## WHAT IS BEING ASKED
Tally the lines in the data that follows that include the word "animation", and report nothing but the total.

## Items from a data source
──────────────────────────────

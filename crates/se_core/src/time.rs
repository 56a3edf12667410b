//! Fixed-timestep clock.
//!
//! The frame driver feeds wall-clock deltas in with `begin_frame()` and then
//! drains whole simulation steps with `should_step()`. Game rules therefore
//! always see the same `dt`, independent of display refresh rate.

use std::time::Instant;

const FPS_SAMPLE_COUNT: usize = 60;
const DEFAULT_STEP: f64 = 1.0 / 60.0;
const DEFAULT_MAX_FRAME: f64 = 0.25;

pub struct TimeState {
    pub fixed_dt: f64,
    /// Longest wall-clock delta accepted per frame (spiral-of-death cap).
    pub max_frame: f64,
    accumulator: f64,
    pub total_time: f64,
    pub fixed_step_count: u64,
    pub frame_count: u64,
    pub steps_this_frame: u32,
    pub real_dt: f64,
    last_instant: Instant,

    fps_samples: [f64; FPS_SAMPLE_COUNT],
    fps_sample_index: usize,
    pub smoothed_fps: f64,
    pub smoothed_frame_time_ms: f64,
}

impl TimeState {
    pub fn new() -> Self {
        Self::with_step(DEFAULT_STEP, DEFAULT_MAX_FRAME)
    }

    pub fn with_step(fixed_dt: f64, max_frame: f64) -> Self {
        Self {
            fixed_dt,
            max_frame,
            accumulator: 0.0,
            total_time: 0.0,
            fixed_step_count: 0,
            frame_count: 0,
            steps_this_frame: 0,
            real_dt: 0.0,
            last_instant: Instant::now(),
            fps_samples: [fixed_dt; FPS_SAMPLE_COUNT],
            fps_sample_index: 0,
            smoothed_fps: 1.0 / fixed_dt,
            smoothed_frame_time_ms: fixed_dt * 1000.0,
        }
    }

    /// Measure the wall-clock delta since the previous frame and feed it in.
    pub fn begin_frame(&mut self) {
        let now = Instant::now();
        let real_dt = now.duration_since(self.last_instant).as_secs_f64();
        self.last_instant = now;
        self.advance_by(real_dt);
    }

    /// Feed an explicit delta (seconds). Used by `begin_frame` and by tests.
    pub fn advance_by(&mut self, real_dt: f64) {
        self.real_dt = real_dt.max(0.0);
        if self.real_dt > self.max_frame {
            log::warn!(
                "Frame took {:.1}ms, capping to {:.0}ms",
                self.real_dt * 1000.0,
                self.max_frame * 1000.0
            );
            self.real_dt = self.max_frame;
        }

        self.accumulator += self.real_dt;
        self.steps_this_frame = 0;
        self.frame_count += 1;

        self.fps_samples[self.fps_sample_index] = self.real_dt;
        self.fps_sample_index = (self.fps_sample_index + 1) % FPS_SAMPLE_COUNT;
        let avg_dt: f64 = self.fps_samples.iter().sum::<f64>() / FPS_SAMPLE_COUNT as f64;
        self.smoothed_frame_time_ms = avg_dt * 1000.0;
        self.smoothed_fps = if avg_dt > 0.0 { 1.0 / avg_dt } else { 0.0 };
    }

    pub fn should_step(&mut self) -> bool {
        if self.accumulator >= self.fixed_dt {
            self.accumulator -= self.fixed_dt;
            self.total_time += self.fixed_dt;
            self.fixed_step_count += 1;
            self.steps_this_frame += 1;
            true
        } else {
            false
        }
    }

    /// Step size in the precision the game rules use.
    pub fn step_seconds(&self) -> f32 {
        self.fixed_dt as f32
    }
}

impl Default for TimeState {
    fn default() -> Self {
        Self::new()
    }
}
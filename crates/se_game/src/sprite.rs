//! Image catalog and the positioned sprites every actor is drawn with.

use std::collections::HashMap;
use std::fmt;
use std::fs;
use std::path::{Path, PathBuf};
use std::sync::Arc;

use glam::Vec2;
use se_core::animation::{AnimationController, FrameTarget};

use crate::collision::Aabb;

#[derive(Debug, Clone, PartialEq, Eq)]
pub enum ImageError {
    Missing(String),
}

impl fmt::Display for ImageError {
    fn fmt(&self, f: &mut fmt::Formatter<'_>) -> fmt::Result {
        match self {
            Self::Missing(id) => write!(f, "image '{}' not found", id),
        }
    }
}

impl std::error::Error for ImageError {}

#[derive(Debug, Clone, PartialEq)]
pub struct ImageInfo {
    pub path: PathBuf,
    pub size: Vec2,
}

/// Known images by identifier (file stem under `assets/images`).
#[derive(Debug, Clone, Default)]
pub struct ImageCatalog {
    images: HashMap<String, ImageInfo>,
}

impl ImageCatalog {
    pub fn new() -> Self {
        Self::default()
    }

    /// Index every `.png` in `dir`. Only headers are read; pixels load lazily
    /// in the renderer.
    pub fn scan(dir: &Path) -> Result<Self, String> {
        let entries =
            fs::read_dir(dir).map_err(|e| format!("Failed to read {}: {e}", dir.display()))?;
        let mut catalog = Self::new();
        for entry in entries {
            let path = entry
                .map_err(|e| format!("Failed to read {}: {e}", dir.display()))?
                .path();
            let is_png = path
                .extension()
                .and_then(|ext| ext.to_str())
                .is_some_and(|ext| ext.eq_ignore_ascii_case("png"));
            if !is_png {
                continue;
            }
            let Some(stem) = path.file_stem().and_then(|s| s.to_str()) else {
                continue;
            };
            match image::image_dimensions(&path) {
                Ok((w, h)) => catalog.insert(stem, path.clone(), Vec2::new(w as f32, h as f32)),
                Err(e) => log::warn!("Skipping image {}: {}", path.display(), e),
            }
        }
        Ok(catalog)
    }

    /// Startup variant: a missing or unreadable directory yields an empty
    /// catalog and every sprite renders as a placeholder.
    pub fn scan_or_empty(dir: &Path) -> Self {
        match Self::scan(dir) {
            Ok(catalog) => {
                log::info!("Indexed {} images from {}", catalog.len(), dir.display());
                catalog
            }
            Err(e) => {
                log::warn!("{}; sprites will use placeholders", e);
                Self::new()
            }
        }
    }

    pub fn insert(&mut self, id: &str, path: PathBuf, size: Vec2) {
        self.images.insert(id.to_string(), ImageInfo { path, size });
    }

    pub fn get(&self, id: &str) -> Option<&ImageInfo> {
        self.images.get(id)
    }

    pub fn contains(&self, id: &str) -> bool {
        self.images.contains_key(id)
    }

    pub fn len(&self) -> usize {
        self.images.len()
    }

    pub fn is_empty(&self) -> bool {
        self.images.is_empty()
    }
}

/// An image drawn centred at `pos`. The hitbox size is fixed at creation.
#[derive(Debug, Clone)]
pub struct Sprite {
    image: String,
    pub pos: Vec2,
    size: Vec2,
    catalog: Arc<ImageCatalog>,
}

impl Sprite {
    /// Size comes from the catalog entry for `image`, or `fallback_size`
    /// when the image is unknown.
    pub fn new(catalog: Arc<ImageCatalog>, image: &str, pos: Vec2, fallback_size: Vec2) -> Self {
        let size = match catalog.get(image) {
            Some(info) => info.size,
            None => {
                log::debug!("Sprite image '{}' missing, using placeholder", image);
                fallback_size
            }
        };
        Self {
            image: image.to_string(),
            pos,
            size,
            catalog,
        }
    }

    pub fn image(&self) -> &str {
        &self.image
    }

    pub fn size(&self) -> Vec2 {
        self.size
    }

    /// Switch to another image. An unknown id leaves the current image.
    pub fn set_image(&mut self, id: &str) -> Result<(), ImageError> {
        if !self.catalog.contains(id) {
            return Err(ImageError::Missing(id.to_string()));
        }
        if self.image != id {
            self.image = id.to_string();
        }
        Ok(())
    }

    pub fn hitbox(&self) -> Aabb {
        Aabb::from_center_size(self.pos, self.size)
    }
}

impl FrameTarget for Sprite {
    type Error = ImageError;

    fn apply_frame(&mut self, image_id: &str) -> Result<(), ImageError> {
        self.set_image(image_id)
    }
}

pub trait Positioned {
    fn sprite(&self) -> &Sprite;

    fn position(&self) -> Vec2 {
        self.sprite().pos
    }

    fn hitbox(&self) -> Aabb {
        self.sprite().hitbox()
    }
}

impl Positioned for Sprite {
    fn sprite(&self) -> &Sprite {
        self
    }
}

pub trait Animated {
    fn animation(&self) -> &AnimationController;

    fn is_moving(&self) -> bool {
        self.animation().is_moving()
    }
}

/// In-memory catalog for tests: `(id, width, height)` triples.
#[cfg(test)]
pub(crate) fn catalog_with(ids: &[(&str, f32, f32)]) -> Arc<ImageCatalog> {
    let mut catalog = ImageCatalog::new();
    for (id, w, h) in ids {
        catalog.insert(id, PathBuf::from(format!("{}.png", id)), Vec2::new(*w, *h));
    }
    Arc::new(catalog)
}

#[cfg(test)]
mod tests {
    use super::*;

    #[test]
    fn size_comes_from_catalog() {
        let catalog = catalog_with(&[("candy", 30.0, 20.0)]);
        let sprite = Sprite::new(catalog, "candy", Vec2::new(100.0, 50.0), Vec2::splat(8.0));
        assert_eq!(sprite.size(), Vec2::new(30.0, 20.0));
        let hitbox = sprite.hitbox();
        assert_eq!(hitbox.left(), 85.0);
        assert_eq!(hitbox.bottom(), 60.0);
    }

    #[test]
    fn unknown_image_uses_fallback_size() {
        let sprite = Sprite::new(
            Arc::new(ImageCatalog::new()),
            "goal",
            Vec2::ZERO,
            Vec2::new(56.0, 56.0),
        );
        assert_eq!(sprite.size(), Vec2::new(56.0, 56.0));
        assert_eq!(sprite.image(), "goal");
    }

    #[test]
    fn set_image_failure_keeps_previous_image() {
        let catalog = catalog_with(&[("sweet_idle_0", 40.0, 40.0), ("sweet_run_0", 44.0, 40.0)]);
        let mut sprite = Sprite::new(catalog, "sweet_idle_0", Vec2::ZERO, Vec2::ONE);

        assert_eq!(
            sprite.set_image("sweet_run_9"),
            Err(ImageError::Missing("sweet_run_9".to_string()))
        );
        assert_eq!(sprite.image(), "sweet_idle_0");

        sprite.set_image("sweet_run_0").unwrap();
        assert_eq!(sprite.image(), "sweet_run_0");
        // Hitbox stays the creation size.
        assert_eq!(sprite.size(), Vec2::new(40.0, 40.0));
    }

    #[test]
    fn scan_indexes_png_files_by_stem() {
        let nanos = std::time::SystemTime::now()
            .duration_since(std::time::UNIX_EPOCH)
            .expect("system time before unix epoch")
            .as_nanos();
        let dir = std::env::temp_dir().join(format!(
            "se_images_test_{}_{}",
            std::process::id(),
            nanos
        ));
        fs::create_dir_all(&dir).expect("create temp dir");
        image::RgbaImage::new(12, 7)
            .save(dir.join("candy.png"))
            .expect("write png");
        fs::write(dir.join("notes.txt"), "ignored").expect("write txt");

        let catalog = ImageCatalog::scan(&dir).expect("scan should succeed");
        assert_eq!(catalog.len(), 1);
        assert_eq!(catalog.get("candy").map(|i| i.size), Some(Vec2::new(12.0, 7.0)));
        let _ = fs::remove_dir_all(dir);
    }

    #[test]
    fn scan_missing_dir_is_error() {
        let err = ImageCatalog::scan(Path::new("/nonexistent/images")).unwrap_err();
        assert!(err.contains("/nonexistent/images"));
        assert!(ImageCatalog::scan_or_empty(Path::new("/nonexistent/images")).is_empty());
    }
}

──────────────────────────────

## WRITTEN REPLY
3